Nevertheless they were courteous, though imperturbable, probably knowing, as public affairs specialist Liane Nakahara observed regarding the upcoming meeting, ”The most important thing is to let the public know they are able to comment. It really helps us to make a stronger document”.
In other words, let them vent.
Eloquent appeals to the Navy and the National Marine Fisheries Service from our Board of Supervisors and Congressmen have succeeded no better in slowing down the Navy’s war on the ocean. Environmental groups got a federal judge to rule last September that NMFS had to modify regulations to limit the effects of sonar and live ammunition on marine mammals. However a similar ruling was rejected back in 2008 by the Supreme Court when the Navy appealed it: the judges ruled that environmental concerns are “ outweighed by the public interest in effective and realistic training of its sailors”. National security trumps the blue whale.
Public venting, formal comments , law suits and court decisions tend to piously defer to the Navy’s expansionary plans.. They do not question the Navy’s need for the development of ever-more-sophisticated weaponry, such as nuclear powered drones in the air on the land and in the sea, and far-ranging sonar. It is a taboo subject when conversing with any government agency. Questioning the demands of U.S. world domination get a glassy stare from our Navy visitors. Yet it is to tighten this control on the ocean, which covers over 70% of earth’s surface, that these exercises off the coast are designed.
The Navy has fleets and bases all over the world. It’s developing “forward staging bases” which can be set afloat anywhere and make land bases almost unnecessary.
Naval exercise in the Pacific. Photo: US Navy.
40 cruisers transited the straits of Hormuz in the last 6 months, within sight of Iranian farmers. U.S. bombers are now conducting overflights of disputed islands off China to stir up trouble. “Presence matters a great deal, it’s a deterrent in its own right. It helps you build relationships”, observes Jonathan Greenert, chief of Naval operations in Bahrain, where his base is getting a $580 million expansion.

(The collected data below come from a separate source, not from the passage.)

//! Service layer for the conversion pipeline.
//!
//! Label assignment and the layout calculator are pure; the layout service
//! ties them to layout files on disk.

pub mod geometry;
pub mod labels;
pub mod layouts;

// Re-export commonly used types and functions
pub use geometry::build_layout;
pub use labels::LabelMap;
pub use layouts::LayoutService;
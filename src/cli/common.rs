//! Shared types for CLI commands.

use std::fmt;

use crate::models::ConvertError;

/// Process exit codes used by every subcommand.
#[derive(Debug, Clone, Copy, PartialEq, Eq)]
pub enum ExitCode {
    /// Command completed successfully
    Success = 0,
    /// Invalid input: unknown part, empty or unordered layout, bad arguments
    ValidationError = 1,
    /// Filesystem or parse failure
    IoError = 2,
}

impl ExitCode {
    /// Numeric process exit status.
    #[must_use]
    pub const fn code(self) -> i32 {
        self as i32
    }
}

/// Error returned by a CLI command, carrying the exit code to use.
#[derive(Debug, Clone, PartialEq, Eq)]
pub struct CliError {
    /// Exit code for the process
    pub code: ExitCode,
    /// Message printed to stderr
    pub message: String,
}

impl CliError {
    /// Creates a validation error (exit code 1).
    pub fn validation(message: impl Into<String>) -> Self {
        Self {
            code: ExitCode::ValidationError,
            message: message.into(),
        }
    }

    /// Creates an I/O error (exit code 2).
    pub fn io(message: impl Into<String>) -> Self {
        Self {
            code: ExitCode::IoError,
            message: message.into(),
        }
    }

    /// Classifies an error from the service layer.
    ///
    /// Conversion failures map to validation errors, everything else
    /// (unreadable files, malformed JSON) to I/O errors.
    #[must_use]
    pub fn from_anyhow(error: &anyhow::Error) -> Self {
        let message = format!("{error:#}");
        if error.downcast_ref::<ConvertError>().is_some() {
            Self::validation(message)
        } else {
            Self::io(message)
        }
    }
}

impl fmt::Display for CliError {
    fn fmt(&self, f: &mut fmt::Formatter<'_>) -> fmt::Result {
        write!(f, "{}", self.message)
    }
}

impl std::error::Error for CliError {}

/// Result type for CLI commands.
pub type CliResult<T> = Result<T, CliError>;
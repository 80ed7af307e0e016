//! Shared test fixtures for E2E CLI tests.
#![allow(dead_code)] // Not every test binary uses every fixture

use std::fs;
use std::path::{Path, PathBuf};
use tempfile::TempDir;

/// A 2x2 macro pad in KLE download JSON.
pub const MACRO_PAD_JSON: &str = r#"[
  {"name": "Macro pad"},
  ["Num Lock", "/"],
  ["7\nHome", "8\n↑"]
]"#;

/// A small staggered layout in KLE raw data format.
pub const STAGGERED_RAW: &str = r#"["Esc","!\n1","@\n2"],
[{w:1.5},"Tab","Q","W"],
[{w:1.75},"Caps Lock","A","S"],
[{w:6.25},""]"#;

/// Path to the klepcb binary
pub fn klepcb_bin() -> &'static str {
    env!("CARGO_BIN_EXE_klepcb")
}

/// Writes `content` to `name` inside a new temporary directory.
///
/// # Returns
/// The file path and the `TempDir` guard, which must be kept alive.
pub fn create_temp_layout_file(name: &str, content: &str) -> (PathBuf, TempDir) {
    let temp_dir = TempDir::new().expect("Failed to create temp dir");
    let path = temp_dir.path().join(name);
    fs::write(&path, content).expect("Failed to write layout file");
    (path, temp_dir)
}

/// Path of a config file inside `dir` that does not exist yet.
pub fn isolated_config_path(dir: &Path) -> PathBuf {
    dir.join("config").join("config.toml")
}

/// Reads a generated script to a string.
pub fn read_script(path: &Path) -> String {
    fs::read_to_string(path)
        .unwrap_or_else(|e| panic!("Failed to read {}: {e}", path.display()))
}
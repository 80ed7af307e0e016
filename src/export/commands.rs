//! EAGLE script command formatting.
//!
//! Commands render without the trailing `;`; [`Script`] adds it when a
//! command is appended. Coordinates always carry exactly two decimals.

use std::fmt;

use crate::models::Point;

/// Absolute rotation applied to a part or label.
#[derive(Debug, Clone, Copy, PartialEq, Eq)]
pub enum Rotation {
    /// 0 degrees
    R0,
    /// 90 degrees
    R90,
    /// 180 degrees
    R180,
    /// 270 degrees
    R270,
}

impl Rotation {
    /// Rotation in whole degrees.
    #[must_use]
    pub const fn degrees(self) -> u16 {
        match self {
            Self::R0 => 0,
            Self::R90 => 90,
            Self::R180 => 180,
            Self::R270 => 270,
        }
    }
}

impl fmt::Display for Rotation {
    fn fmt(&self, f: &mut fmt::Formatter<'_>) -> fmt::Result {
        write!(f, "R{}", self.degrees())
    }
}

/// A point rendered as `(x y)` with two decimals.
#[derive(Debug, Clone, Copy, PartialEq)]
pub struct Coords(pub Point);

impl fmt::Display for Coords {
    fn fmt(&self, f: &mut fmt::Formatter<'_>) -> fmt::Result {
        write!(f, "({:.2} {:.2})", unsigned_zero(self.0.x), unsigned_zero(self.0.y))
    }
}

/// Maps values that would print as `-0.00` to positive zero.
fn unsigned_zero(value: f64) -> f64 {
    if value.abs() < 0.005 {
        0.0
    } else {
        value
    }
}

/// One EAGLE script command.
#[derive(Debug, Clone, PartialEq)]
pub enum Command {
    /// Fixed command text (grid and option preambles, trailers)
    Raw(&'static str),
    /// `ADD <part> <name> [R<rot>] (<x> <y>)`
    Add {
        /// Library part (device) name
        part: String,
        /// Reference designator
        name: String,
        /// Optional placement rotation
        rotation: Option<Rotation>,
        /// Placement position
        at: Point,
    },
    /// `ROTATE =R<rot> <name>`
    Rotate {
        /// Absolute rotation
        rotation: Rotation,
        /// Reference designator
        name: String,
    },
    /// `MIRROR <name>`
    Mirror {
        /// Reference designator
        name: String,
    },
    /// `MOVE <name> (<x> <y>)`
    Move {
        /// Reference designator
        name: String,
        /// Target position
        to: Point,
    },
    /// `NET [<name>] (<x1> <y1>) (<x2> <y2>)`
    Net {
        /// Net name, or an auto-named net when `None`
        name: Option<String>,
        /// Segment start
        from: Point,
        /// Segment end
        to: Point,
    },
    /// `LABEL (<x> <y>) R<rot> (<x> <y>)`
    Label {
        /// Point on the net being labelled
        net: Point,
        /// Label rotation
        rotation: Rotation,
        /// Label text position
        at: Point,
    },
}

impl Command {
    /// Named net segment.
    pub fn net(name: impl Into<String>, from: Point, to: Point) -> Self {
        Self::Net {
            name: Some(name.into()),
            from,
            to,
        }
    }
}

impl fmt::Display for Command {
    fn fmt(&self, f: &mut fmt::Formatter<'_>) -> fmt::Result {
        match self {
            Self::Raw(text) => write!(f, "{text}"),
            Self::Add {
                part,
                name,
                rotation,
                at,
            } => {
                write!(f, "ADD {part} {name} ")?;
                if let Some(rotation) = rotation {
                    write!(f, "{rotation} ")?;
                }
                write!(f, "{}", Coords(*at))
            }
            Self::Rotate { rotation, name } => write!(f, "ROTATE ={rotation} {name}"),
            Self::Mirror { name } => write!(f, "MIRROR {name}"),
            Self::Move { name, to } => write!(f, "MOVE {name} {}", Coords(*to)),
            Self::Net { name, from, to } => {
                write!(f, "NET ")?;
                if let Some(name) = name {
                    write!(f, "{name} ")?;
                }
                write!(f, "{} {}", Coords(*from), Coords(*to))
            }
            Self::Label { net, rotation, at } => {
                write!(f, "LABEL {} {rotation} {}", Coords(*net), Coords(*at))
            }
        }
    }
}

/// Newline-delimited EAGLE script under construction.
#[derive(Debug, Default)]
pub struct Script {
    lines: Vec<String>,
}

impl Script {
    /// Creates an empty script.
    #[must_use]
    pub fn new() -> Self {
        Self::default()
    }

    /// Appends a command terminated by `;`.
    pub fn push(&mut self, command: &Command) {
        self.lines.push(format!("{command};"));
    }

    /// Appends several fixed commands.
    pub fn push_raw(&mut self, commands: &[&'static str]) {
        for command in commands {
            self.push(&Command::Raw(command));
        }
    }

    /// Renders the script, one command per line.
    #[must_use]
    pub fn finish(self) -> String {
        let mut output = self.lines.join("\n");
        output.push('\n');
        output
    }
}

#[cfg(test)]
mod tests {
    use super::*;

    #[test]
    fn test_coords_two_decimals() {
        assert_eq!(Coords(Point::new(0.1, 0.7)).to_string(), "(0.10 0.70)");
        assert_eq!(Coords(Point::new(57.15, -38.1)).to_string(), "(57.15 -38.10)");
    }

    #[test]
    fn test_coords_no_negative_zero() {
        assert_eq!(Coords(Point::new(-0.0, -0.0)).to_string(), "(0.00 0.00)");
        assert_eq!(Coords(Point::new(-0.001, 2.0)).to_string(), "(0.00 2.00)");
    }

    #[test]
    fn test_add_command() {
        let switch = Command::Add {
            part: "KEYSWITCH-PLAIN-MX-1U".to_string(),
            name: "A".to_string(),
            rotation: None,
            at: Point::new(0.0, 0.0),
        };
        let diode = Command::Add {
            part: "DIODE-DO-35".to_string(),
            name: "DA".to_string(),
            rotation: Some(Rotation::R90),
            at: Point::new(0.1, 0.7),
        };

        assert_eq!(switch.to_string(), "ADD KEYSWITCH-PLAIN-MX-1U A (0.00 0.00)");
        assert_eq!(diode.to_string(), "ADD DIODE-DO-35 DA R90 (0.10 0.70)");
    }

    #[test]
    fn test_board_commands() {
        let rotate = Command::Rotate {
            rotation: Rotation::R0,
            name: "A".to_string(),
        };
        let mirror = Command::Mirror {
            name: "A".to_string(),
        };
        let mv = Command::Move {
            name: "A".to_string(),
            to: Point::new(19.05, -19.05),
        };

        assert_eq!(rotate.to_string(), "ROTATE =R0 A");
        assert_eq!(mirror.to_string(), "MIRROR A");
        assert_eq!(mv.to_string(), "MOVE A (19.05 -19.05)");
    }

    #[test]
    fn test_net_and_label_commands() {
        let named = Command::net("ROW1", Point::new(1.1, 0.9), Point::new(0.1, 0.9));
        let unnamed = Command::Net {
            name: None,
            from: Point::new(0.1, 0.5),
            to: Point::new(0.1, 0.4),
        };
        let label = Command::Label {
            net: Point::new(-0.4, 0.0),
            rotation: Rotation::R270,
            at: Point::new(-0.5, 0.0),
        };

        assert_eq!(named.to_string(), "NET ROW1 (1.10 0.90) (0.10 0.90)");
        assert_eq!(unnamed.to_string(), "NET (0.10 0.50) (0.10 0.40)");
        assert_eq!(label.to_string(), "LABEL (-0.40 0.00) R270 (-0.50 0.00)");
    }

    #[test]
    fn test_script_terminates_commands() {
        let mut script = Script::new();
        script.push_raw(&["GRID ON", "WINDOW FIT"]);
        assert_eq!(script.finish(), "GRID ON;\nWINDOW FIT;\n");
    }
}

What kind of relationships? Try to imagine our fury if 40 foreign warships cruised in and out of Humboldt Bay pretending to protect trade. Staging worldwide war games on the coasts of nations the Navy chooses to intimidate is not designed to create peaceful relationships, but to incite fear, paranoia, suppression of freedoms and civic discord, which can be tipped into revolution and chaos with a little well placed cash.
On February 24th Defense Secretary Hagel detailed his reduced military budget of $496 billion. Although troops and bases were cut and ships mothballed, high-tech weaponry and Special Forces benefited. In announcing this expansion Hagel emphasized the objective of “protecting the nation’s security in an era of unprecedented uncertainty and change”.
Much of this uncertainty and change has been conjured up by these Special Forces and high-tech weaponry. What we have done in the Middle East defies description. A recent study showed that one in four Afghani families had lost a member in just the last year.
The Navy is a mischief maker. The blue whale and all it represents will never survive its endlessly expanding exercises unless 300 million people discard their sanctimonious allegiance to the national security state, tell it to go shove its infernal toys, then open its eyes and see what it has been doing to the world.
Ellen Taylor lives in northern California.